● Exercise prompt:
Nothing but the data itself, reproduced exactly, is the expected answer.

[Dataset entries]
#![warn(missing_docs)]
#![warn(clippy::missing_docs_in_private_items)]

use std::{
    cmp::Ordering,
    fmt::{self, Display},
    sync::{
        Mutex,
        atomic::{AtomicU64, Ordering as AtomicOrdering},
    },
};

use indexmap::IndexMap;
use itertools::Itertools;
use lazy_static::lazy_static;

use crate::{
    constants::{DEFERRED_GPA_DELAY, GRADE_MAX, GRADE_MIN, MIN_COURSE_LEN},
    error::RecordError,
};

lazy_static! {
    /// Ids of all live tracked records, in creation order.
    static ref REGISTRY: Mutex<Vec<u64>> = Mutex::new(Vec::new());
}

/// Source of unique ids for tracked records.
static NEXT_ID: AtomicU64 = AtomicU64::new(0);

/// A validating student record with per-instance locking, a memoized GPA
/// summary, and process-wide live-instance tracking.
///
/// Mutation goes through [`TrackedStudent::add_grade`], which holds an
/// exclusive lock so at most one caller mutates at a time and readers see
/// either the state fully before or fully after a given add. The memoized GPA
/// summary is invalidated on every accepted mutation.
pub struct TrackedStudent {
    /// Registry id, unique for the lifetime of the process.
    id:       u64,
    /// Display name, immutable after construction.
    name:     String,
    /// Student number, always stored as text.
    number:   String,
    /// Course code -> grade, in insertion order, behind the mutation lock.
    courses:  Mutex<IndexMap<String, f64>>,
    /// Memoized GPA summary, cleared whenever `courses` changes.
    gpa_memo: Mutex<Option<String>>,
}

impl TrackedStudent {
    /// Creates a new tracked record and registers it with the process-wide
    /// instance registry -
    /// * `name` - the student's display name; must not be blank
    /// * `number` - the student number; integers and text alike are stored in
    ///   their canonical text form
    pub fn new(name: impl Into<String>, number: impl Display) -> Result<Self, RecordError> {
        let name = name.into();
        if name.trim().is_empty() {
            return Err(RecordError::InvalidArgument(
                "student name must not be blank".to_string(),
            ));
        }

        let id = NEXT_ID.fetch_add(1, AtomicOrdering::SeqCst);
        REGISTRY.lock().unwrap().push(id);
        tracing::info!("Student {name} created.");

        Ok(Self {
            id,
            name,
            number: number.to_string(),
            courses: Mutex::new(IndexMap::new()),
            gpa_memo: Mutex::new(None),
        })
    }

    /// Returns the student's display name.
    pub fn name(&self) -> &str {
        &self.name
    }

    /// Returns the student number as text.
    pub fn number(&self) -> &str {
        &self.number
    }

    /// Adds or overwrites the grade for `course`, keeping the course's
    /// original position on overwrite.
    ///
    /// Rejects course codes shorter than 3 characters and grades outside
    /// `[0.0, 4.0]`, leaving the record unchanged. An accepted add clears the
    /// memoized GPA summary.
    pub fn add_grade(&self, course: impl Into<String>, grade: f64) -> Result<(), RecordError> {
        let course = course.into();
        if course.chars().count() < MIN_COURSE_LEN {
            return Err(RecordError::InvalidCourse(course));
        }
        if !(GRADE_MIN..=GRADE_MAX).contains(&grade) {
            return Err(RecordError::InvalidGrade(grade));
        }

        {
            let mut courses = self.courses.lock().unwrap();
            courses.insert(course.clone(), grade);
        }
        // Lock order is courses then memo; the courses guard is dropped above.
        *self.gpa_memo.lock().unwrap() = None;

        tracing::info!("Added grade {grade} for {course} to {}", self.name);
        Ok(())
    }

    /// Returns a GPA summary formatted to 2 decimal places, memoized until the
    /// next accepted mutation.
    ///
    /// The GPA is the arithmetic mean of every stored grade, passed and failed
    /// alike; with no courses recorded it is exactly `0.0`.
    pub fn display_gpa(&self) -> String {
        let mut memo = self.gpa_memo.lock().unwrap();
        if let Some(summary) = memo.as_ref() {
            return summary.clone();
        }

        let courses = self.courses.lock().unwrap();
        let summary = if courses.is_empty() {
            format!("GPA of student {} is 0.0", self.name)
        } else {
            let gpa = courses.values().sum::<f64>() / courses.len() as f64;
            format!("GPA of student {} is {gpa:.2}", self.name)
        };

        *memo = Some(summary.clone());
        summary
    }

    /// Returns the course codes with a grade above 0.0, sorted by descending
    /// grade. Ties keep their insertion order.
    pub fn display_courses(&self) -> Vec<String> {
        let courses = self.courses.lock().unwrap();
        courses
            .iter()
            .filter(|(_, grade)| **grade > 0.0)
            .sorted_by(|a, b| b.1.partial_cmp(a.1).unwrap_or(Ordering::Equal))
            .map(|(course, _)| course.clone())
            .collect()
    }

    /// Returns true when a grade has been recorded for `course`.
    pub fn has_course(&self, course: &str) -> bool {
        self.courses.lock().unwrap().contains_key(course)
    }

    /// Returns every recorded course code, in insertion order.
    pub fn course_codes(&self) -> Vec<String> {
        self.courses.lock().unwrap().keys().cloned().collect()
    }

    /// Returns the GPA as parsed back out of the rendered summary, so
    /// comparisons and eligibility checks see the same 2-decimal value a
    /// caller reads.
    pub fn parsed_gpa(&self) -> f64 {
        self.display_gpa()
            .rsplit(' ')
            .next()
            .and_then(|token| token.parse().ok())
            .unwrap_or(0.0)
    }

    /// Orders two records by parsed GPA value, lower first.
    pub fn compare_gpa(&self, other: &TrackedStudent) -> Ordering {
        self.parsed_gpa()
            .partial_cmp(&other.parsed_gpa())
            .unwrap_or(Ordering::Equal)
    }

    /// Returns the GPA summary after a fixed delay.
    ///
    /// Purely illustrative deferral; there is no cancellation or timeout to
    /// coordinate.
    pub async fn deferred_gpa(&self) -> String {
        tokio::time::sleep(DEFERRED_GPA_DELAY).await;
        self.display_gpa()
    }

    /// Returns the number of tracked records currently alive in this process.
    pub fn live_count() -> usize {
        REGISTRY.lock().unwrap().len()
    }
}

impl PartialEq for TrackedStudent {
    /// Records are equal when name and number match exactly.
    fn eq(&self, other: &Self) -> bool {
        self.name == other.name && self.number == other.number
    }
}

impl Eq for TrackedStudent {}

impl Display for TrackedStudent {
    fn fmt(&self, f: &mut fmt::Formatter<'_>) -> fmt::Result {
        write!(f, "{} ({})", self.name, self.number)
    }
}

impl fmt::Debug for TrackedStudent {
    fn fmt(&self, f: &mut fmt::Formatter<'_>) -> fmt::Result {
        f.debug_struct("TrackedStudent")
            .field("name", &self.name)
            .field("number", &self.number)
            .finish()
    }
}

impl Drop for TrackedStudent {
    /// Deregisters the record so the live-instance count falls with it.
    fn drop(&mut self) {
        let mut registry = REGISTRY.lock().unwrap();
        if let Some(pos) = registry.iter().position(|id| *id == self.id) {
            registry.remove(pos);
        }
    }
}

● Task response:
#![warn(missing_docs)]
#![warn(clippy::missing_docs_in_private_items)]

use std::{
    cmp::Ordering,
    fmt::{self, Display},
    sync::{
        Mutex,
        atomic::{AtomicU64, Ordering as AtomicOrdering},
    },
};

use indexmap::IndexMap;
use itertools::Itertools;
use lazy_static::lazy_static;

use crate::{
    constants::{DEFERRED_GPA_DELAY, GRADE_MAX, GRADE_MIN, MIN_COURSE_LEN},
    error::RecordError,
};

lazy_static! {
    /// Ids of all live tracked records, in creation order.
    static ref REGISTRY: Mutex<Vec<u64>> = Mutex::new(Vec::new());
}

/// Source of unique ids for tracked records.
static NEXT_ID: AtomicU64 = AtomicU64::new(0);

/// A validating student record with per-instance locking, a memoized GPA
/// summary, and process-wide live-instance tracking.
///
/// Mutation goes through [`TrackedStudent::add_grade`], which holds an
/// exclusive lock so at most one caller mutates at a time and readers see
/// either the state fully before or fully after a given add. The memoized GPA
/// summary is invalidated on every accepted mutation.
pub struct TrackedStudent {
    /// Registry id, unique for the lifetime of the process.
    id:       u64,
    /// Display name, immutable after construction.
    name:     String,
    /// Student number, always stored as text.
    number:   String,
    /// Course code -> grade, in insertion order, behind the mutation lock.
    courses:  Mutex<IndexMap<String, f64>>,
    /// Memoized GPA summary, cleared whenever `courses` changes.
    gpa_memo: Mutex<Option<String>>,
}

impl TrackedStudent {
    /// Creates a new tracked record and registers it with the process-wide
    /// instance registry -
    /// * `name` - the student's display name; must not be blank
    /// * `number` - the student number; integers and text alike are stored in
    ///   their canonical text form
    pub fn new(name: impl Into<String>, number: impl Display) -> Result<Self, RecordError> {
        let name = name.into();
        if name.trim().is_empty() {
            return Err(RecordError::InvalidArgument(
                "student name must not be blank".to_string(),
            ));
        }

        let id = NEXT_ID.fetch_add(1, AtomicOrdering::SeqCst);
        REGISTRY.lock().unwrap().push(id);
        tracing::info!("Student {name} created.");

        Ok(Self {
            id,
            name,
            number: number.to_string(),
            courses: Mutex::new(IndexMap::new()),
            gpa_memo: Mutex::new(None),
        })
    }

    /// Returns the student's display name.
    pub fn name(&self) -> &str {
        &self.name
    }

    /// Returns the student number as text.
    pub fn number(&self) -> &str {
        &self.number
    }

    /// Adds or overwrites the grade for `course`, keeping the course's
    /// original position on overwrite.
    ///
    /// Rejects course codes shorter than 3 characters and grades outside
    /// `[0.0, 4.0]`, leaving the record unchanged. An accepted add clears the
    /// memoized GPA summary.
    pub fn add_grade(&self, course: impl Into<String>, grade: f64) -> Result<(), RecordError> {
        let course = course.into();
        if course.chars().count() < MIN_COURSE_LEN {
            return Err(RecordError::InvalidCourse(course));
        }
        if !(GRADE_MIN..=GRADE_MAX).contains(&grade) {
            return Err(RecordError::InvalidGrade(grade));
        }

        {
            let mut courses = self.courses.lock().unwrap();
            courses.insert(course.clone(), grade);
        }
        // Lock order is courses then memo; the courses guard is dropped above.
        *self.gpa_memo.lock().unwrap() = None;

        tracing::info!("Added grade {grade} for {course} to {}", self.name);
        Ok(())
    }

    /// Returns a GPA summary formatted to 2 decimal places, memoized until the
    /// next accepted mutation.
    ///
    /// The GPA is the arithmetic mean of every stored grade, passed and failed
    /// alike; with no courses recorded it is exactly `0.0`.
    pub fn display_gpa(&self) -> String {
        let mut memo = self.gpa_memo.lock().unwrap();
        if let Some(summary) = memo.as_ref() {
            return summary.clone();
        }

        let courses = self.courses.lock().unwrap();
        let summary = if courses.is_empty() {
            format!("GPA of student {} is 0.0", self.name)
        } else {
            let gpa = courses.values().sum::<f64>() / courses.len() as f64;
            format!("GPA of student {} is {gpa:.2}", self.name)
        };

        *memo = Some(summary.clone());
        summary
    }

    /// Returns the course codes with a grade above 0.0, sorted by descending
    /// grade. Ties keep their insertion order.
    pub fn display_courses(&self) -> Vec<String> {
        let courses = self.courses.lock().unwrap();
        courses
            .iter()
            .filter(|(_, grade)| **grade > 0.0)
            .sorted_by(|a, b| b.1.partial_cmp(a.1).unwrap_or(Ordering::Equal))
            .map(|(course, _)| course.clone())
            .collect()
    }

    /// Returns true when a grade has been recorded for `course`.
    pub fn has_course(&self, course: &str) -> bool {
        self.courses.lock().unwrap().contains_key(course)
    }

    /// Returns every recorded course code, in insertion order.
    pub fn course_codes(&self) -> Vec<String> {
        self.courses.lock().unwrap().keys().cloned().collect()
    }

    /// Returns the GPA as parsed back out of the rendered summary, so
    /// comparisons and eligibility checks see the same 2-decimal value a
    /// caller reads.
    pub fn parsed_gpa(&self) -> f64 {
        self.display_gpa()
            .rsplit(' ')
            .next()
            .and_then(|token| token.parse().ok())
            .unwrap_or(0.0)
    }

    /// Orders two records by parsed GPA value, lower first.
    pub fn compare_gpa(&self, other: &TrackedStudent) -> Ordering {
        self.parsed_gpa()
            .partial_cmp(&other.parsed_gpa())
            .unwrap_or(Ordering::Equal)
    }

    /// Returns the GPA summary after a fixed delay.
    ///
    /// Purely illustrative deferral; there is no cancellation or timeout to
    /// coordinate.
    pub async fn deferred_gpa(&self) -> String {
        tokio::time::sleep(DEFERRED_GPA_DELAY).await;
        self.display_gpa()
    }

    /// Returns the number of tracked records currently alive in this process.
    pub fn live_count() -> usize {
        REGISTRY.lock().unwrap().len()
    }
}

impl PartialEq for TrackedStudent {
    /// Records are equal when name and number match exactly.
    fn eq(&self, other: &Self) -> bool {
        self.name == other.name && self.number == other.number
    }
}

impl Eq for TrackedStudent {}

impl Display for TrackedStudent {
    fn fmt(&self, f: &mut fmt::Formatter<'_>) -> fmt::Result {
        write!(f, "{} ({})", self.name, self.number)
    }
}

impl fmt::Debug for TrackedStudent {
    fn fmt(&self, f: &mut fmt::Formatter<'_>) -> fmt::Result {
        f.debug_struct("TrackedStudent")
            .field("name", &self.name)
            .field("number", &self.number)
            .finish()
    }
}

impl Drop for TrackedStudent {
    /// Deregisters the record so the live-instance count falls with it.
    fn drop(&mut self) {
        let mut registry = REGISTRY.lock().unwrap();
        if let Some(pos) = registry.iter().position(|id| *id == self.id) {
            registry.remove(pos);
        }
    }
}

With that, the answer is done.